Tryndamere’s Reddit response to Reginald, free of all the other points that have been addressed more thoroughly by others, essentially boils down to “get good,” but apparently he gets to decide what constitutes “good.” What has been good for the majority of the 2016 competitive season, what has made or broken seeding into playoffs, has been the ability to lane swap in just less than 50 percent of total games played.
Further, if Tryndamere believes more five-game series are what happens when we're seeing strong teams succeed, I'm having trouble following his logic. There has been an alarming blue side win rate plaguing the LPL and LCK, with 81 percent blue side win rate in LPL and 73 percent in the LCK. This doesn't necessarily condemn the patch, as it's still early, but I don't see how close five game series means the losing team just has worse players.
Then, beyond just lane swaps, what Riot promised would be competitive-focused tweaks in subsequent patches, turned out to be much more substantial. Patch 6.17, the last patch before the World Championship patch, has 27 champion sub-sections. It includes significant buffs to champions like Vi and Poppy that don’t seem competitive-focused or necessary.
Riot should change their game. That’s expected and healthy. Huge midseason and offseason updates are exciting for both the player and spectator base. It helps teams decide on roster changes for the coming season. Alterations for balance throughout the splits following these major changes are also expected.
But patches have come out consistently twice every month for years, and the lists of changes that occur every time only seem to get larger. In 2014, Riot slowed down for Worlds and froze the competitive patch at the start of August. Last year, the final patch before Worlds was released on Sept. 16, 2014, and the major Juggernaut change was released on Aug. 20. Even with some of the impact that 2014’s changes may have had on competitors, I think the 2014 approach was reasonable.

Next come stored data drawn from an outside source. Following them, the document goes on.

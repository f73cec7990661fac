//! Read-only access to challenge content.
//!
//! The challenge store is an external collaborator: the service never
//! writes to it while evaluating. Two backings exist, an in-memory table
//! loaded from JSON files and Redis.

use crate::config::StoreLocation;
use crate::error::{EngineError, EngineResult};
use crate::redis as keys;
use crate::types::Challenge;
use anyhow::{bail, Context, Result};
use async_trait::async_trait;
use redis::aio::ConnectionManager;
use serde::Deserialize;
use std::collections::HashMap;
use std::fs;
use std::path::Path;
use std::sync::Arc;
use tracing::info;

#[async_trait]
pub trait ChallengeStore: Send + Sync {
    /// Fetch a challenge, failing with `ChallengeNotFound` when absent
    async fn get(&self, challenge_id: &str) -> EngineResult<Challenge>;
}

/// Challenges held in memory, typically loaded from disk at startup
#[derive(Debug, Default, Clone)]
pub struct MemoryChallengeStore {
    challenges: HashMap<String, Challenge>,
}

#[derive(Deserialize)]
#[serde(untagged)]
enum ChallengeFile {
    Many { challenges: Vec<Challenge> },
    List(Vec<Challenge>),
    One(Challenge),
}

impl ChallengeFile {
    fn into_vec(self) -> Vec<Challenge> {
        match self {
            ChallengeFile::Many { challenges } | ChallengeFile::List(challenges) => challenges,
            ChallengeFile::One(challenge) => vec![challenge],
        }
    }
}

impl MemoryChallengeStore {
    pub fn from_challenges(challenges: impl IntoIterator<Item = Challenge>) -> Self {
        Self {
            challenges: challenges.into_iter().map(|c| (c.id.clone(), c)).collect(),
        }
    }

    /// Load from a JSON file or a directory of `*.json` files
    pub fn load(path: &Path) -> Result<Self> {
        if !path.exists() {
            bail!("Challenge store path not found: {}", path.display());
        }

        let mut challenges = Vec::new();
        if path.is_dir() {
            let mut entries: Vec<_> = fs::read_dir(path)
                .with_context(|| format!("Failed to read {}", path.display()))?
                .filter_map(|entry| entry.ok().map(|e| e.path()))
                .filter(|p| p.extension().is_some_and(|ext| ext == "json"))
                .collect();
            entries.sort();
            for file in entries {
                challenges.extend(Self::read_file(&file)?);
            }
        } else {
            challenges.extend(Self::read_file(path)?);
        }

        let mut store = Self::default();
        for challenge in challenges {
            if store.challenges.contains_key(&challenge.id) {
                bail!("Duplicate challenge id '{}' in {}", challenge.id, path.display());
            }
            store.challenges.insert(challenge.id.clone(), challenge);
        }

        info!(path = %path.display(), challenges = store.len(), "Loaded challenge store");
        Ok(store)
    }

    fn read_file(path: &Path) -> Result<Vec<Challenge>> {
        let content = fs::read_to_string(path)
            .with_context(|| format!("Failed to read {}", path.display()))?;
        let file: ChallengeFile = serde_json::from_str(&content)
            .with_context(|| format!("Failed to parse {}", path.display()))?;
        Ok(file.into_vec())
    }

    pub fn len(&self) -> usize {
        self.challenges.len()
    }

    pub fn is_empty(&self) -> bool {
        self.challenges.is_empty()
    }

    /// Challenges sorted by id
    pub fn challenges(&self) -> Vec<&Challenge> {
        let mut all: Vec<&Challenge> = self.challenges.values().collect();
        all.sort_by(|a, b| a.id.cmp(&b.id));
        all
    }
}

#[async_trait]
impl ChallengeStore for MemoryChallengeStore {
    async fn get(&self, challenge_id: &str) -> EngineResult<Challenge> {
        self.challenges
            .get(challenge_id)
            .cloned()
            .ok_or_else(|| EngineError::ChallengeNotFound(challenge_id.to_string()))
    }
}

/// Challenges read from Redis on every lookup
#[derive(Clone)]
pub struct RedisChallengeStore {
    conn: ConnectionManager,
}

impl RedisChallengeStore {
    pub async fn connect(url: &str) -> Result<Self> {
        let client = ::redis::Client::open(url).context("Failed to create Redis client")?;
        let conn = ConnectionManager::new(client)
            .await
            .context("Failed to connect to Redis")?;
        info!("Connected to Redis challenge store: {}", url);
        Ok(Self { conn })
    }
}

#[async_trait]
impl ChallengeStore for RedisChallengeStore {
    async fn get(&self, challenge_id: &str) -> EngineResult<Challenge> {
        let mut conn = self.conn.clone();
        keys::get_challenge(&mut conn, challenge_id)
            .await?
            .ok_or_else(|| EngineError::ChallengeNotFound(challenge_id.to_string()))
    }
}

/// Open the store named by the configuration
pub async fn open_store(location: &StoreLocation) -> Result<Arc<dyn ChallengeStore>> {
    match location {
        StoreLocation::File(path) => Ok(Arc::new(MemoryChallengeStore::load(path)?)),
        StoreLocation::Redis(url) => Ok(Arc::new(RedisChallengeStore::connect(url).await?)),
    }
}

#[cfg(test)]
mod tests {
    use super::*;
    use std::io::Write;

    const TWO_SUM: &str = r#"{
        "id": "two-sum",
        "title": "Two Sum",
        "description": "Print a + b",
        "boilerplateCode": "",
        "testCases": [{"input": "1 2", "expectedOutput": "3"}]
    }"#;

    #[tokio::test]
    async fn test_load_single_file() {
        let mut file = tempfile::NamedTempFile::new().unwrap();
        write!(file, "{}", TWO_SUM).unwrap();

        let store = MemoryChallengeStore::load(file.path()).unwrap();
        assert_eq!(store.len(), 1);
        let challenge = store.get("two-sum").await.unwrap();
        assert_eq!(challenge.title, "Two Sum");
    }

    #[tokio::test]
    async fn test_load_directory_and_wrapped_list() {
        let dir = tempfile::tempdir().unwrap();
        fs::write(dir.path().join("a.json"), TWO_SUM).unwrap();
        fs::write(
            dir.path().join("b.json"),
            r#"{"challenges": [{"id": "echo"}, {"id": "reverse"}]}"#,
        )
        .unwrap();
        fs::write(dir.path().join("notes.txt"), "ignored").unwrap();

        let store = MemoryChallengeStore::load(dir.path()).unwrap();
        assert_eq!(store.len(), 3);
        assert!(store.get("reverse").await.is_ok());
        let ids: Vec<&str> = store.challenges().iter().map(|c| c.id.as_str()).collect();
        assert_eq!(ids, vec!["echo", "reverse", "two-sum"]);
    }

    #[tokio::test]
    async fn test_missing_challenge() {
        let store = MemoryChallengeStore::default();
        let err = store.get("nope").await.unwrap_err();
        assert!(matches!(err, EngineError::ChallengeNotFound(id) if id == "nope"));
    }

    #[test]
    fn test_duplicate_ids_rejected() {
        let dir = tempfile::tempdir().unwrap();
        fs::write(dir.path().join("a.json"), TWO_SUM).unwrap();
        fs::write(dir.path().join("b.json"), TWO_SUM).unwrap();

        assert!(MemoryChallengeStore::load(dir.path()).is_err());
    }

    #[tokio::test]
    async fn test_shipped_sample_challenges() {
        let dir = Path::new(env!("CARGO_MANIFEST_DIR")).join("../../config/challenges");
        let store = MemoryChallengeStore::load(&dir).unwrap();

        let reverse = store.get("reverse-string").await.unwrap();
        assert_eq!(reverse.visible_test_cases().len(), 2);
        assert_eq!(reverse.hidden_test_cases().len(), 2);

        let sum = store.get("sum-two-numbers").await.unwrap();
        assert_eq!(sum.hidden_test_cases().len(), 3);
    }

    #[test]
    fn test_missing_path() {
        assert!(MemoryChallengeStore::load(Path::new("/definitely/not/here.json")).is_err());
    }
}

At least this year is somewhere between there and last year.
Making statements like “the best teams adapt” or “get better players” to justify major game alterations and divest responsibility for potentially career-changing moves before the single most important event of the season doesn’t hold up. Meta-resistant teams in League of Legends are a myth. They’re a noble goal everyone aims for, probably because frequent patching makes it so they have to, but there hasn't actually ever been one before.
If Tryndamere honestly thinks “patch timing is not correlated” with the careers of the players he’s accusing Reginald of not protecting, he’s either ignoring the body of evidence I’ve amassed or he’s already performed the rigorous testing I haven’t to destabilize my claims as mere coincidences. To truly do everything Riot can to help create the stability they crave, there either needs to be a way to put less emphasis on Worlds or better steps taken to ensure the best competitive conditions so that teams that are actually good on the Worlds patch make it through qualification to attend. The efforts made so far have been sub-optimal.